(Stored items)
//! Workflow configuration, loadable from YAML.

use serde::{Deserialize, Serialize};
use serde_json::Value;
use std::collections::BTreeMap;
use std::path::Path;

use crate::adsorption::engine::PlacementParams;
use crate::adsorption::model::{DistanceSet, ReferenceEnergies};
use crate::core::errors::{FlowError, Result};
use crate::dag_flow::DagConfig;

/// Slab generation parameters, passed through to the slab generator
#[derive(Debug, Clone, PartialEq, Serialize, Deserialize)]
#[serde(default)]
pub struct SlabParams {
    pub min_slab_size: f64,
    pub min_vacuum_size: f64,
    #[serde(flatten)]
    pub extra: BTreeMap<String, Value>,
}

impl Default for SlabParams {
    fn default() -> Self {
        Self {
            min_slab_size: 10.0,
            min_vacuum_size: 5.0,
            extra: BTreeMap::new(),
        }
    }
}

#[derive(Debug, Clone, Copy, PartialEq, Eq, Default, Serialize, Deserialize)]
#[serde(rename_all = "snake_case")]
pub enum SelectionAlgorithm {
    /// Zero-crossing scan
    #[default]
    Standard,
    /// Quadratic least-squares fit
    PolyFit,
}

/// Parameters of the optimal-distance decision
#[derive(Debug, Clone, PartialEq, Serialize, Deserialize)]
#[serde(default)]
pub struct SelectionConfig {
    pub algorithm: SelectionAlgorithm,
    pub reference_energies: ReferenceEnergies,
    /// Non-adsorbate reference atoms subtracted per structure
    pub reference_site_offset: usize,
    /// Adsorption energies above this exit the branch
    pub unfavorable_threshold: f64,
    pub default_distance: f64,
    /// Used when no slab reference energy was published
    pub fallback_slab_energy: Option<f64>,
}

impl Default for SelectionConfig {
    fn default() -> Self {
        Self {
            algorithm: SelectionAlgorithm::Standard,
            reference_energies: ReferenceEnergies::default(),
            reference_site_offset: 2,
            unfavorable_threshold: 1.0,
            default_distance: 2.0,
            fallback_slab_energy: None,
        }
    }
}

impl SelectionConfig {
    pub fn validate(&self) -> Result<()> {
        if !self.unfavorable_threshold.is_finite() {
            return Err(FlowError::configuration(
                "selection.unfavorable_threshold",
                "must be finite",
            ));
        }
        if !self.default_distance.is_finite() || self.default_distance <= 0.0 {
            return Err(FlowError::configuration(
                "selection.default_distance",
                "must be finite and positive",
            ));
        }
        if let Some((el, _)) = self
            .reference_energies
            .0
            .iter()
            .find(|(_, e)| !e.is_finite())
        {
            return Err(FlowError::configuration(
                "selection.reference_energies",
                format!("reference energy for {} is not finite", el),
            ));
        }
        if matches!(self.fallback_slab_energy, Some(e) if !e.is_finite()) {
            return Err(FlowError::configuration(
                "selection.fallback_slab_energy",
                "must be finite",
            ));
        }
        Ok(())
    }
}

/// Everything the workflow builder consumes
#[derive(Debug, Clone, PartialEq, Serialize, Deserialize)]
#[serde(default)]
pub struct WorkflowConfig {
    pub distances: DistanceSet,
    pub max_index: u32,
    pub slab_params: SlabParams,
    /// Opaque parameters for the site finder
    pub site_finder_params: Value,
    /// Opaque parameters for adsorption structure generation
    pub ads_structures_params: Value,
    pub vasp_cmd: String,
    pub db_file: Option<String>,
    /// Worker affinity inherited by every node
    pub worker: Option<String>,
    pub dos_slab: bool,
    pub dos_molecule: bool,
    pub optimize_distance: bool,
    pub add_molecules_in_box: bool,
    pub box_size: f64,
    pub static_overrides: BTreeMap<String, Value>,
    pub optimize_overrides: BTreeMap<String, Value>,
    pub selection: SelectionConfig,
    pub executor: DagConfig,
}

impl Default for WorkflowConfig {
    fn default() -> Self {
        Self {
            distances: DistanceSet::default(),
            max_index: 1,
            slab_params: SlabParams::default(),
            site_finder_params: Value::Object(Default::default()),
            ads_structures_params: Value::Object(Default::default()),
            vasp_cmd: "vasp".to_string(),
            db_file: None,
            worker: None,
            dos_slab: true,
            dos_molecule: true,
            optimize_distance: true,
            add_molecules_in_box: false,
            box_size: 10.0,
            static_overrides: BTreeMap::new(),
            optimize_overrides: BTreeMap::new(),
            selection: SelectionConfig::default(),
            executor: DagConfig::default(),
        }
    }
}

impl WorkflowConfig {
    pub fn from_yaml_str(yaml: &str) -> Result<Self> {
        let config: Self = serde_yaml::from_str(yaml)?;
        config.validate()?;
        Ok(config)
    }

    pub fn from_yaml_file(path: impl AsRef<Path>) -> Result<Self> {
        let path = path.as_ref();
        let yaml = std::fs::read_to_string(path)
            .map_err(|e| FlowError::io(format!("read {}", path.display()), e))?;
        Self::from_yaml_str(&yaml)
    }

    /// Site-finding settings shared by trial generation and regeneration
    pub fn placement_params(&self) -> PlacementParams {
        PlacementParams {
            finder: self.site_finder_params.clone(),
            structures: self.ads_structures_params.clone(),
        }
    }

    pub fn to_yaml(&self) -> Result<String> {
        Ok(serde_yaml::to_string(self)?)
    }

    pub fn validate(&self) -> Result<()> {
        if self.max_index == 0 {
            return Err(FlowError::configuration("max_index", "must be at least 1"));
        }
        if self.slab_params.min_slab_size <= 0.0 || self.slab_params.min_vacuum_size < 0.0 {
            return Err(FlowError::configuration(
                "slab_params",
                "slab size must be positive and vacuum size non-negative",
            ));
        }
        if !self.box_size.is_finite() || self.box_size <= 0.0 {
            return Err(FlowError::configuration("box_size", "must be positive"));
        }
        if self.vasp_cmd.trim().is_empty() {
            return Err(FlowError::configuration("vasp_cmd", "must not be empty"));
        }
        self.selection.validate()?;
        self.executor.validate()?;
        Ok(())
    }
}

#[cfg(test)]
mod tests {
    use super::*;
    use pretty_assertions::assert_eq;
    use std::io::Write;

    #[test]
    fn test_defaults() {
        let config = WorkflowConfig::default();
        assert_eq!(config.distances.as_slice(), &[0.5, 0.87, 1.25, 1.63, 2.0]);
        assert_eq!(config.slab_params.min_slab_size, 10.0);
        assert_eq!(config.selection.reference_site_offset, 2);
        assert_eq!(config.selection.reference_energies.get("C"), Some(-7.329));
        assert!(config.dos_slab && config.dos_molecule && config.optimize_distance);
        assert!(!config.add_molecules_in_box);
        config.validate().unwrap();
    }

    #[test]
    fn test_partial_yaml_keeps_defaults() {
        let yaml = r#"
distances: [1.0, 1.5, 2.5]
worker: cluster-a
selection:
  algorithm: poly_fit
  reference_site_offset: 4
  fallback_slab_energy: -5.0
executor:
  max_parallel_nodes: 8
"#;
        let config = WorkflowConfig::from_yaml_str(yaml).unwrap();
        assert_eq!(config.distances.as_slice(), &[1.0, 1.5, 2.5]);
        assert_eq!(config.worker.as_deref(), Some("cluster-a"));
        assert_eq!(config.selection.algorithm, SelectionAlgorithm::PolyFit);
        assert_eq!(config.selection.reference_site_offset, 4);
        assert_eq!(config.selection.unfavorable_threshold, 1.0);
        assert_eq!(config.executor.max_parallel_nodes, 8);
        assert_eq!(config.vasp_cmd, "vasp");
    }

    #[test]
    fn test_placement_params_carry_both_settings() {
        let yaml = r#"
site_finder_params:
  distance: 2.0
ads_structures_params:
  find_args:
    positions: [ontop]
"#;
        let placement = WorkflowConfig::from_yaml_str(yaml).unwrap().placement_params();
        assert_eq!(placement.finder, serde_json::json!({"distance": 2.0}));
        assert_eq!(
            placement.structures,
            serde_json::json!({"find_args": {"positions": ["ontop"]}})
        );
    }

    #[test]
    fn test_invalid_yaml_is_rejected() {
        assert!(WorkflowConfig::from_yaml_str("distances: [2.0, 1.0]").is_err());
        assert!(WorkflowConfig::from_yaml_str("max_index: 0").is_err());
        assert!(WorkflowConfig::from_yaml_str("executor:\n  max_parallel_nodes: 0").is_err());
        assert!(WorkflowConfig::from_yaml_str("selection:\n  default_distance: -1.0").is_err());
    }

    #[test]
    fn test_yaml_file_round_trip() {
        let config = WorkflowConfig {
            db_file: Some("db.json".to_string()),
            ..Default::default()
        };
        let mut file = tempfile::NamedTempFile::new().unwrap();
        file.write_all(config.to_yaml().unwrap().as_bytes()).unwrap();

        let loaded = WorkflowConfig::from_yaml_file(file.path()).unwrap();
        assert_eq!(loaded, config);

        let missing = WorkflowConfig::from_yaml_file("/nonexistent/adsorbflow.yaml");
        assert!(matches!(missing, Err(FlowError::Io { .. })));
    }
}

- [EXERCISE OBJECTIVE] Look through the records above for the word "unwrap" and state how many lines contain it, giving the number alone.

- [REPLY] 6